Here’s something I wonder. I wonder how my life would be different now if my first grasp of faith had been “God wants me to be loved” instead of “God wants me to be good”? If I had been raised learning to pray as well as I learned to work? Not to ask for things I wanted or needed, but to receive what was already mine: the unconditional love of the Creator of the Universe.
I wonder how a church full of believers raised on that might move across the earth: rather than treating other human beings as broken things to be rescued, treating them as children of the same Father-Mother-God. Lovingly, I would think; we’d move lovingly toward each other with patience, kindness and generosity. Like grown-ups instead of toddlers, grown-ups in the faith, that is. Because that’s the trouble, friends. These bodies of ours, our minds included, they don’t need much help growing up. Feed them and they grow.

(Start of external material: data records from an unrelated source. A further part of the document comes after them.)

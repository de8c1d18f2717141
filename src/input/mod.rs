//! Input adapter: raw terminal keys to engine actions.

mod map;

pub use map::{map_key, InputMapper};
//! Controller: feeds mapped input into a game model and exposes the render
//! status code. It owns the model behind the `Model` trait, so the same loop
//! runs either game.

use crossterm::event::KeyCode;

use crate::core::model::Model;
use crate::core::snapshot::GameInfo;
use crate::input::InputMapper;
use crate::types::{State, UserAction};

pub struct Controller {
    model: Box<dyn Model>,
    mapper: InputMapper,
}

impl Controller {
    pub fn new(model: Box<dyn Model>) -> Self {
        Self {
            model,
            mapper: InputMapper::new(),
        }
    }

    /// Map one raw key (or idle timeout) and run the engine tick.
    /// Returns the mapped action so the caller can react to `Terminate`.
    pub fn apply_key(&mut self, key: Option<KeyCode>) -> UserAction {
        let event = self.mapper.read(key);
        let action = event.action;
        self.model.user_input(event);
        action
    }

    pub fn snapshot_into(&self, out: &mut GameInfo) {
        self.model.snapshot_into(out);
    }

    /// Render status code: 0 normal, 1 launch banner, 2 launch + game-over
    /// banner, 3 win banner.
    pub fn status_code(&self) -> u8 {
        match self.model.state() {
            State::Launch => 1,
            State::GameOver => 2,
            State::Win => 3,
            _ => 0,
        }
    }
}

#[cfg(test)]
mod tests {
    use super::*;
    use crate::core::snake::SnakeEngine;
    use crate::core::tetris::TetrisEngine;

    fn records(tag: &str) -> std::path::PathBuf {
        std::env::temp_dir().join(format!("brickgame_ctrl_{tag}_{}", std::process::id()))
    }

    #[test]
    fn status_codes_follow_the_model_state() {
        let mut ctrl = Controller::new(Box::new(TetrisEngine::new(1, records("tetris"))));
        assert_eq!(ctrl.status_code(), 1);

        let action = ctrl.apply_key(Some(KeyCode::Enter));
        assert_eq!(action, UserAction::Start);
        assert_eq!(ctrl.status_code(), 0);
    }

    #[test]
    fn either_engine_fits_behind_the_trait() {
        let mut ctrl = Controller::new(Box::new(SnakeEngine::new(1, records("snake"))));
        ctrl.apply_key(Some(KeyCode::Enter));

        let mut info = GameInfo::default();
        ctrl.snapshot_into(&mut info);
        assert_eq!(info.rows(), 21);
        assert_eq!(info.cols(), 12);
        assert!(info.next.is_none());
    }
}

But our spirits, they don’t work like that. Spirits will stay in preschool forever unless we choose to do the work. (For scholarly work on this subject, check out Sharon Daloz Parks.) And most of that work, friends, is praying. Think of praying as our work, the same way eating is a hum- mingbird’s work. They eat to live. And to live, they need twelve times their own body weight in nectar, plus a few aphids for protein. They have to eat, just to have the energy to eat!
Imagine prayer not just as food, but as eating itself! Praying as the very thing that keeps us alive. I don’t think it’s an exaggeration at all, if being alive in Christ is what we mean by alive. Alive in Christ, that’s who we say we are. But is that the center from which we do our lives? From which we face everything this world puts in our path? That nectar, that love of God, we fetch it, sips at a time – because who can manage more of the love of God than that, right? We carry it back and forth between our prayers and the world, always making sure to fill our own selves up first with its grace and its justice.
Yeah, justice. That’s big in Romans, our justification by faith – another sermon I don’t have time to preach, but a super important one! The point here being, friends, all these injunctions of Paul’s regarding how to live together with folks we don’t especially like, they all amount to an inside job. Knowing ourselves as beloved gives us proper tools for loving other people. Knowing our own undeservedness goes a long way toward being patient, kind, and longsuffering with others. It’s always difficult. It’s about to get more difficult. Quarantine is headed into shorter, colder days, while all around us, culture wars are heating up. The next few months will be some of the ugliest of my lifetime, I expect. None of which will encourage us to sit still and let God love us.
Do it anyway. Sit. Breathe. Recognize your breath as God loving you, not just now, but with every breath you draw; when you thank Him and when you don’t; when you are good and when you aren’t. Nothing about this Love depends on you. We have this Love for no reason apart from Love itself. Because Love loves. Love is what Love does. And praying, we let Love love us all the more.
Let’s pray together now: A moment, a drop of your pure and perfect love poured into our hearts can drown a day’s worth of worry and sorrow, O God. Whatever else falls away, whatever else is taken from us, your love remains, and we can hold fast to you. In your peace we pray and rest. Amen.